Gap years are not a ‘waste of time’

They don’t lack substance and they don’t hold you back


For our generation, the gap year is widely accepted as a good thing. It’s a break, it’s a laugh, it’s a bit of freedom after school.

Sir Martin Sorrell, the CEO of WPP, one of the biggest advertising agencies in the world, doesn’t agree. In a damning speech at the Global Education Forum in Dubai, he railled against anyone who’s ever been travelling, announcing he “doesn’t believe in gap years”. Note: they’re not a myth. More than 2 million Brits go on one every year. But he’s opposed.

“Gap years, from what I’ve seen, tend to be wasted,” he said. “People go to Japan for three months to teach English, or six months, and the rest of the time got wasted.”

Sorrell’s main criticism is that gap years tend to be too short and aren’t worthwhile. Personally, my gap year paid for my masters degree via a series of low-paid manual jobs which also – conveniently – made me realise my physique is better suited to an office. It delivered me to parts of Europe I’d only seen pictures of, and do most of my sleeping on slow-moving trains (a pretty formative experince).

And taking a gap year rarely comes up in job interviews – unless, in my experience, the interviewer is genuine interested and supportive of the decision.

Admittedly this photo couldn’t be any more ‘gap year’

The advertising guru is forgetting  that you can fit a lot of new experiences into a few months of travelling. You could see all of Europe’s capitals or cover most of India. You can experience different cultures and makes you realise there’s more to life than middle England and the annual holiday abroad.  An academic study from John Hopkins university claimed that people who took time out to travel had “reimagined their role in the world”.

This does sound like a more scientific way of saying people who go on gap years “find themselves”, but the joke is rooted in reality. Seeing different cultures will make us see our own very differently.
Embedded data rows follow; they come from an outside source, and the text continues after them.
use maud::{html, Markup, DOCTYPE};

use crate::routes::Route;

/// Title used when the active route does not configure one.
const DEFAULT_TITLE: &str = "Summonses";

/// Favicon used when the active route does not configure one.
const FALLBACK_ICON: &str = "/assets/favicon.svg";

/// Takes 'content' and wraps the standard head and body around it,
/// applying the active route's title and favicon.
pub fn page(route: Route, content: Markup) -> Markup {
    html! {
        (DOCTYPE)
        html class="no-js" lang="en" {
            head {
                meta charset="utf-8";
                title { (route.title().unwrap_or(DEFAULT_TITLE)) }
                link rel="icon" type="image/svg+xml" href=(favicon_href(route.icon()));
                link href="/assets/site.css" rel="stylesheet" type="text/css";
            }
            body {
                (content)
            }
        }
    }
}

/// The favicon for a route, or the site-wide fallback.
fn favicon_href(icon: Option<&'static str>) -> &'static str {
    icon.unwrap_or(FALLBACK_ICON)
}

#[cfg(test)]
mod tests {
    use super::*;

    #[test]
    fn favicon_falls_back_when_route_has_no_icon() {
        assert_eq!(favicon_href(None), FALLBACK_ICON);
        assert_eq!(
            favicon_href(Some("/assets/summonses_counter.svg")),
            "/assets/summonses_counter.svg"
        );
    }

    #[test]
    fn head_reflects_route_metadata() {
        let markup = page(Route::SummonsesCounter, html! { p { "hi" } }).into_string();

        assert!(markup.contains("<title>Summonses Counter</title>"));
        assert!(markup.contains(r#"href="/assets/summonses_counter.svg""#));
        assert!(markup.contains("<p>hi</p>"));
    }
}
use axum::{http::StatusCode, response::IntoResponse};

pub struct ApiError {
    code: StatusCode,
    message: Option<String>,
}

pub type ApiResult<T> = Result<T, ApiError>;

impl IntoResponse for ApiError {
    fn into_response(self) -> axum::response::Response {
        if let Some(msg) = self.message {
            (self.code, msg).into_response()
        } else {
            self.code.into_response()
        }
    }
}

impl ApiError {
    /// Sets the message on the error.
    pub fn message<S: Into<String>>(mut self, msg: S) -> Self {
        self.message = Some(msg.into());
        self
    }

    pub fn not_found() -> Self {
        Self {
            code: StatusCode::NOT_FOUND,
            message: None,
        }
    }

    /// The browser sent a multipart body we could not read.
    pub fn bad_request() -> Self {
        Self {
            code: StatusCode::BAD_REQUEST,
            message: None,
        }
    }

    /// The counting backend failed or could not be reached.
    pub fn bad_gateway() -> Self {
        Self {
            code: StatusCode::BAD_GATEWAY,
            message: None,
        }
    }
}
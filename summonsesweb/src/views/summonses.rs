use maud::{html, Markup};
use serde_json::Value;

use crate::{components::page::page, routes::Route};

/// GET handler for the counter page.
pub async fn summonses_counter() -> Markup {
    counter_page(None)
}

/// Renders the counter page, optionally with the backend's reply to an
/// upload that was just submitted.
pub fn counter_page(reply: Option<&Value>) -> Markup {
    page(
        Route::SummonsesCounter,
        html! {
            main {
                h1 { "Summonses Counter" }
                p { "Select one or more PDF files to count the summonses they contain." }
                (upload_form())
                @if let Some(reply) = reply {
                    (count_result(reply))
                }
            }
        },
    )
}

fn upload_form() -> Markup {
    html! {
        form action=(Route::SummonsesCounter.path()) method="post" enctype="multipart/form-data" {
            label for="pdfs" { "Upload PDFs:" }
            input id="pdfs" type="file" name="pdfs" accept="application/pdf" multiple;
            input type="submit" value="Count summonses";
        }
    }
}

/// The reply's shape is server-defined. When it carries a top-level
/// numeric `count` we show that; anything else is shown raw.
fn count_result(reply: &Value) -> Markup {
    html! {
        section class="result" {
            @match reply.get("count").and_then(Value::as_u64) {
                Some(count) => { p { "Summonses found: " strong { (count) } } }
                None => { pre { (reply) } }
            }
        }
    }
}
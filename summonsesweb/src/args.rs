use clap::{arg, command, Parser};

pub fn parse_args() -> Args {
    Args::parse()
}

#[derive(Debug, Parser)]
#[command(version, about, long_about = None)]
pub struct Args {
    #[arg(
        short,
        long,
        help = "Specify a port to serve the site on. If not specified, a random unused port is chosen."
    )]
    pub port: Option<u32>,

    #[arg(
        short,
        long,
        default_value = "false",
        help = "Whether to automatically open the website in the browser."
    )]
    pub auto_open: bool,
}
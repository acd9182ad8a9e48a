use std::{env, sync::LazyLock};

/// Name of the environment variable that overrides the backend base URL.
pub const BASE_URL_ENV_VAR: &str = "SUMMONSES_API_BASE_URL";

/// Base URL used when no environment override is present. This is the
/// address the backend serves on in local development.
pub const DEFAULT_BASE_URL: &str = "http://localhost:10827/api";

/// The process-wide client. Built from the environment the first time
/// anybody asks for it.
static SHARED_CLIENT: LazyLock<ApiClient> =
    LazyLock::new(|| ApiClient::new(ApiConfig::from_env()));

/// Where the backend lives.
#[derive(Debug, Clone, PartialEq, Eq)]
pub struct ApiConfig {
    pub base_url: String,
}

impl ApiConfig {
    /// Reads the configuration from the environment, falling back to the
    /// local development address when the variable is unset or empty.
    pub fn from_env() -> Self {
        Self::from_override(env::var(BASE_URL_ENV_VAR).ok())
    }

    /// Builds a config pointing at `base_url` directly. Used by tests and
    /// by embedders that do not want the environment consulted.
    pub fn with_base_url<S: Into<String>>(base_url: S) -> Self {
        Self::from_override(Some(base_url.into()))
    }

    fn from_override(base_url: Option<String>) -> Self {
        let base_url = base_url
            .filter(|url| !url.is_empty())
            .unwrap_or_else(|| DEFAULT_BASE_URL.to_string());

        // Request paths are absolute, so a trailing slash here would put
        // '//' into every URL we build.
        let base_url = base_url.trim_end_matches('/').to_string();

        Self { base_url }
    }
}

/// A thin wrapper over a `reqwest::Client` bound to the backend base URL.
/// Every request this crate makes goes through one of these.
#[derive(Debug, Clone)]
pub struct ApiClient {
    http: reqwest::Client,
    base_url: String,
}

impl ApiClient {
    pub fn new(config: ApiConfig) -> Self {
        Self {
            http: reqwest::Client::new(),
            base_url: config.base_url,
        }
    }

    /// Returns the process-wide client. The first caller pays for reading
    /// the environment and constructing the underlying `reqwest::Client`.
    pub fn shared() -> &'static ApiClient {
        &SHARED_CLIENT
    }

    pub fn base_url(&self) -> &str {
        &self.base_url
    }

    pub(crate) fn http(&self) -> &reqwest::Client {
        &self.http
    }

    /// Joins an absolute request path onto the base URL.
    pub(crate) fn url(&self, path: &str) -> String {
        format!("{}{}", self.base_url, path)
    }
}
In the same speech Sorrell does concede that “travelling is in and of itself an education”, but when are we supposed to do it? Few jobs will hand you more than a month of annual leave, and taking a “sabbatical” rarely exists within the corporate working world. More research from Finland suggests it won’t hold back your success in any way, so just do it.

Taking a gap year is only a waste of time if you consider it to be.